Between 1980 - 2001 Thain travelled extensively, participating in the New York art scene of the early eighties. He made the last portrait of Andy Warhol, and was with Stephen Hawkins when he announced that “There was no need for a god to create the universe.” He witnessed the collapse of the Soviet Union, the end of the Apartheid regime in South Africa, and the aftermath of the conflicts in the former Yugoslavia. 

Wanting to use the opportunities he had been given, to make work that was a vector for empathy. Thain sought to make work that connected the viewer with the experiences of individuals he was photographing. To achieve the results he was seeking Thain designed and built some of the most advanced film cameras ever made, and produced spontaneous, highly reactive portraits, that captured the emotional states of his subjects, with unprecedented scale, depth, and power.

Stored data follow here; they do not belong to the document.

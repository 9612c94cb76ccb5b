//! Spreadsheet body: a workbook plus its shared string table

use crate::cell::Cell;
use crate::strings::StringTable;
use crate::workbook::Workbook;

/// Outcome of [`Spreadsheet::renumber_strings`]
#[derive(Debug, Clone, Copy, Default, PartialEq, Eq)]
pub struct RenumberReport {
    /// Entries in the rebuilt table
    pub entries: usize,
    /// Reference cells whose id was missing from the old table
    pub dangling: usize,
}

/// A workbook together with the shared strings its cells refer to
#[derive(Debug, Clone, Default, PartialEq)]
pub struct Spreadsheet {
    workbook: Workbook,
    strings: StringTable,
}

impl Spreadsheet {
    /// Create an empty spreadsheet
    pub fn new() -> Self {
        Self::default()
    }

    /// Build from parts
    pub fn from_parts(workbook: Workbook, strings: StringTable) -> Self {
        Self { workbook, strings }
    }

    /// The sheets
    pub fn workbook(&self) -> &Workbook {
        &self.workbook
    }

    /// Mutable access to the sheets
    pub fn workbook_mut(&mut self) -> &mut Workbook {
        &mut self.workbook
    }

    /// The shared string table
    pub fn strings(&self) -> &StringTable {
        &self.strings
    }

    /// Mutable access to the shared string table
    pub fn strings_mut(&mut self) -> &mut StringTable {
        &mut self.strings
    }

    /// Borrow the workbook and the string table mutably at the same time
    pub fn parts_mut(&mut self) -> (&mut Workbook, &mut StringTable) {
        (&mut self.workbook, &mut self.strings)
    }

    /// Text of a reference cell
    pub fn cell_text(&self, sheet: usize, row: usize, col: usize) -> Option<&str> {
        self.workbook
            .sheet(sheet)?
            .cell(row, col)?
            .text(&self.strings)
    }

    /// Display text of any cell, see [`Cell::string_value`]
    pub fn cell_string_value(&self, sheet: usize, row: usize, col: usize) -> Option<String> {
        self.workbook
            .sheet(sheet)?
            .cell(row, col)?
            .string_value(&self.strings)
    }

    /// Store `text` in a cell, growing the sheet as needed.
    ///
    /// Returns `false` if the sheet does not exist.
    pub fn set_cell_text(&mut self, sheet: usize, row: usize, col: usize, text: &str) -> bool {
        let (workbook, strings) = self.parts_mut();
        match workbook.sheet_mut(sheet) {
            Some(sheet) => {
                sheet.cell_create(row, col).set_text(strings, text);
                true
            }
            None => false,
        }
    }

    /// Rebuild the string table from the cells that use it.
    ///
    /// Sheets, rows and cells are walked in order; every reference is
    /// re-pointed into a fresh table, so ids become dense in first-encounter
    /// order, duplicates collapse, and unused entries disappear. A reference
    /// to an id the old table does not have is interned as `""`.
    pub fn renumber_strings(&mut self) -> RenumberReport {
        let mut fresh = StringTable::new();
        let mut dangling = 0;

        for sheet in self.workbook.sheets_mut() {
            for row in sheet.rows_mut() {
                for cell in row.cells_mut() {
                    if let Cell::Reference(id) = cell {
                        let text = match self.strings.get(*id) {
                            Some(text) => text,
                            None => {
                                dangling += 1;
                                ""
                            }
                        };
                        *id = fresh.insert(text);
                    }
                }
            }
        }

        self.strings = fresh;
        RenumberReport {
            entries: self.strings.len(),
            dangling,
        }
    }
}
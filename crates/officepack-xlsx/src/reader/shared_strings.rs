//! `xl/sharedStrings.xml`

use quick_xml::events::Event;
use quick_xml::reader::Reader;

use super::{decode_excel_escapes, xml_text};
use crate::error::{XlsxError, XlsxResult};
use crate::parts;
use officepack_core::StringTable;

/// Append every `si` entry to `strings`, in file order.
///
/// Rich-text runs are concatenated and phonetic runs (`rPh`) skipped. Entries
/// are pushed rather than interned so that each one keeps its file position
/// as its id.
pub(crate) fn read_shared_strings(bytes: &[u8], strings: &mut StringTable) -> XlsxResult<()> {
    let part = parts::SHARED_STRINGS;
    let mut xml_reader = Reader::from_reader(bytes);

    let mut buf = Vec::new();
    let mut current = String::new();
    let mut in_si = false;
    let mut in_t = false;
    let mut in_phonetic = false;

    loop {
        match xml_reader
            .read_event_into(&mut buf)
            .map_err(|e| XlsxError::malformed(part, e))?
        {
            Event::Start(e) => match e.local_name().as_ref() {
                b"si" => {
                    in_si = true;
                    current.clear();
                }
                b"rPh" if in_si => in_phonetic = true,
                b"t" if in_si && !in_phonetic => in_t = true,
                _ => {}
            },
            Event::Empty(e) if e.local_name().as_ref() == b"si" => {
                strings.push(String::new());
            }
            Event::End(e) => match e.local_name().as_ref() {
                b"si" => {
                    strings.push(decode_excel_escapes(&current));
                    current.clear();
                    in_si = false;
                }
                b"rPh" => in_phonetic = false,
                b"t" => in_t = false,
                _ => {}
            },
            Event::Text(e) if in_t => {
                current.push_str(&xml_text(part, &e)?);
            }
            Event::CData(e) if in_t => {
                current.push_str(&String::from_utf8_lossy(&e));
            }
            Event::Eof => break,
            _ => {}
        }
        buf.clear();
    }

    log::debug!("read {} shared strings", strings.len());
    Ok(())
}
//! A1-style cell reference codec
//!
//! Cell references use column letters (`A`..`Z`, `AA`, ...) followed by a
//! 1-based row number. Internally rows and columns are 0-based, so `"A1"` is
//! `(0, 0)` and `"AB120"` is `(119, 27)`.
//!
//! Column letters form a bijective base-26 numeral: every letter contributes
//! `value(letter) * 26^position` with `A = 1 .. Z = 26`; there is no zero digit.

use crate::error::{Error, Result};

/// Parse an A1-style reference into a 0-based `(row, col)` pair.
///
/// # Examples
/// ```
/// use officepack_core::parse_address;
///
/// assert_eq!(parse_address("A1").unwrap(), (0, 0));
/// assert_eq!(parse_address("AB120").unwrap(), (119, 27));
/// assert!(parse_address("120").is_err());
/// ```
pub fn parse_address(text: &str) -> Result<(u32, u32)> {
    let bytes = text.as_bytes();
    let split = bytes
        .iter()
        .position(|b| !b.is_ascii_alphabetic())
        .unwrap_or(bytes.len());

    let (letters, digits) = text.split_at(split);
    if letters.is_empty() {
        return Err(Error::InvalidAddress(format!(
            "no column letters in '{}'",
            text
        )));
    }
    if digits.is_empty() {
        return Err(Error::InvalidAddress(format!("no row number in '{}'", text)));
    }
    if !digits.bytes().all(|b| b.is_ascii_digit()) {
        return Err(Error::InvalidAddress(format!(
            "unexpected characters in '{}'",
            text
        )));
    }

    let row: u32 = digits
        .parse()
        .map_err(|_| Error::InvalidAddress(format!("invalid row number in '{}'", text)))?;
    if row == 0 {
        return Err(Error::InvalidAddress(format!(
            "row number must be >= 1 in '{}'",
            text
        )));
    }

    let col = parse_column(letters)?;
    Ok((row - 1, col))
}

/// Convert column letters to a 0-based index (A = 0, Z = 25, AA = 26, ...)
pub fn parse_column(letters: &str) -> Result<u32> {
    if letters.is_empty() {
        return Err(Error::InvalidAddress("empty column letters".into()));
    }

    let mut col: u64 = 0;
    for c in letters.chars() {
        if !c.is_ascii_alphabetic() {
            return Err(Error::InvalidAddress(format!(
                "invalid column letter '{}'",
                c
            )));
        }
        col = col * 26 + (c.to_ascii_uppercase() as u64 - 'A' as u64 + 1);
        if col > u32::MAX as u64 {
            return Err(Error::InvalidAddress(format!(
                "column '{}' is too large",
                letters
            )));
        }
    }

    Ok((col - 1) as u32)
}

/// Convert a 0-based column index to letters (0 = A, 25 = Z, 26 = AA, ...)
pub fn format_column(col: u32) -> String {
    let mut letters = Vec::new();
    let mut n = col as u64 + 1;

    while n > 0 {
        let digit = (n - 1) % 26;
        letters.push(b'A' + digit as u8);
        n = (n - 1) / 26;
    }

    letters.reverse();
    letters.into_iter().map(char::from).collect()
}

/// Format a 0-based `(row, col)` pair as an A1-style reference.
pub fn format_address(row: u32, col: u32) -> String {
    format!("{}{}", format_column(col), row as u64 + 1)
}

/// Format a rectangular range such as `A1:C3`.
pub fn format_range(first_row: u32, first_col: u32, last_row: u32, last_col: u32) -> String {
    format!(
        "{}:{}",
        format_address(first_row, first_col),
        format_address(last_row, last_col)
    )
}

/// Parse `A1:C3` (or a single cell `B2`) into `((first_row, first_col), (last_row, last_col))`.
pub fn parse_range(text: &str) -> Result<((u32, u32), (u32, u32))> {
    let text = text.trim();
    match text.split_once(':') {
        Some((start, end)) => {
            let start = parse_address(start)
                .map_err(|_| Error::InvalidRange(text.to_string()))?;
            let end = parse_address(end).map_err(|_| Error::InvalidRange(text.to_string()))?;
            Ok((start, end))
        }
        None => {
            let cell = parse_address(text).map_err(|_| Error::InvalidRange(text.to_string()))?;
            Ok((cell, cell))
        }
    }
}
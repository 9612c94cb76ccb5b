//! Shared string table

use ahash::AHashMap;

/// An ordered table of shared strings.
///
/// Ids are positions in the table. [`StringTable::insert`] is idempotent: the same
/// text always maps to the id it was first given. [`StringTable::push`] always
/// appends, which lets a reader keep the id a file assigned to every entry even
/// when the file repeats a text.
#[derive(Debug, Clone, Default, PartialEq)]
pub struct StringTable {
    entries: Vec<String>,
    index: AHashMap<String, u32>,
}

impl StringTable {
    /// Create a new empty table
    pub fn new() -> Self {
        Self::default()
    }

    /// Insert a text, or find the id it already has
    pub fn insert<S: AsRef<str>>(&mut self, text: S) -> u32 {
        let text = text.as_ref();
        if let Some(&id) = self.index.get(text) {
            return id;
        }
        self.push(text)
    }

    /// Append a text at the next id, even if it is already present.
    ///
    /// Lookup by text keeps resolving to the first id.
    pub fn push<S: Into<String>>(&mut self, text: S) -> u32 {
        let text = text.into();
        let id = self.entries.len() as u32;
        self.index.entry(text.clone()).or_insert(id);
        self.entries.push(text);
        id
    }

    /// Look up the text for an id
    pub fn get(&self, id: u32) -> Option<&str> {
        self.entries.get(id as usize).map(String::as_str)
    }

    /// Find the id of a text
    pub fn find(&self, text: &str) -> Option<u32> {
        self.index.get(text).copied()
    }

    /// Iterate `(id, text)` in id order, which is also insertion order
    pub fn iter(&self) -> impl Iterator<Item = (u32, &str)> {
        self.entries
            .iter()
            .enumerate()
            .map(|(id, text)| (id as u32, text.as_str()))
    }

    /// Number of entries
    pub fn len(&self) -> usize {
        self.entries.len()
    }

    /// Check if the table is empty
    pub fn is_empty(&self) -> bool {
        self.entries.is_empty()
    }

    /// Remove all entries
    pub fn clear(&mut self) {
        self.entries.clear();
        self.index.clear();
    }
}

Thain observed how remarkably similar the people he met all over the world were in their basic psychology, and their universal aspirations for fairness, kindness, and friendship. However he encountered many instances when the people he met were swept up in events, that were not of their making and beyond their control. The origins of the positive and negative changes in the ‘collective consciousness’  of the societies he was observing, and the joys and  tragedies he witnessed, were clearly caused by patterns of behaviour, that appeared to  be engendered by similar myths, beliefs, and imperatives, in all the places he visited.

Thain became increasingly aware of the deficits in the nature of mass representation of empathy he encountered. The mode that the construction of the descriptive narratives of news events are filtered with narcissistic distortions of reality, and combinations of denial, fallacious arguments, lies and repression. Thain  became highly conscious of the limitations of his practice. By simply recording and presenting the real world consequences of the empathy defects he had witnessed, he was failing to meaningfully engage the audience of his work with insights into their origins.  Thain realised to make work that could function as a catalyst, to challenge the underpinning causes of the empathy defects he had witnessed, He would need to develop a radically different methodology. 

In response  to the limitations of his previous practice Thain started The 10 Studies of Love and Everyday Cruelty (A manifesto for empathy) a series of works that engaged with the questions that were raised by his experiences. Why does the empathy we feel for each other collapse so catastrophically? How do we enhance the empathy we feel for those we perceive and labels as ‘other’? What are the mechanisms in the human brain that generate self-serving delusions, and how do these delusional constructs  become vectors for diminishing the wellbeing of others? Why do insignificant culturally engendered aspects identity,  become widely used to describe the attributes of entire groups when every encounter  confirms that individuals can only be understood on the basis of their own merits? What is the best way to moderate our most harmful desires? Why do we abhor violence on an individual level and eulogise it when carried out at a group level? What aspects of cognition, determine the shifting balance between spite and altruism, in our societies? Will the  success or failure of our species be determined by our ability to comprehend the effects of our actions on others?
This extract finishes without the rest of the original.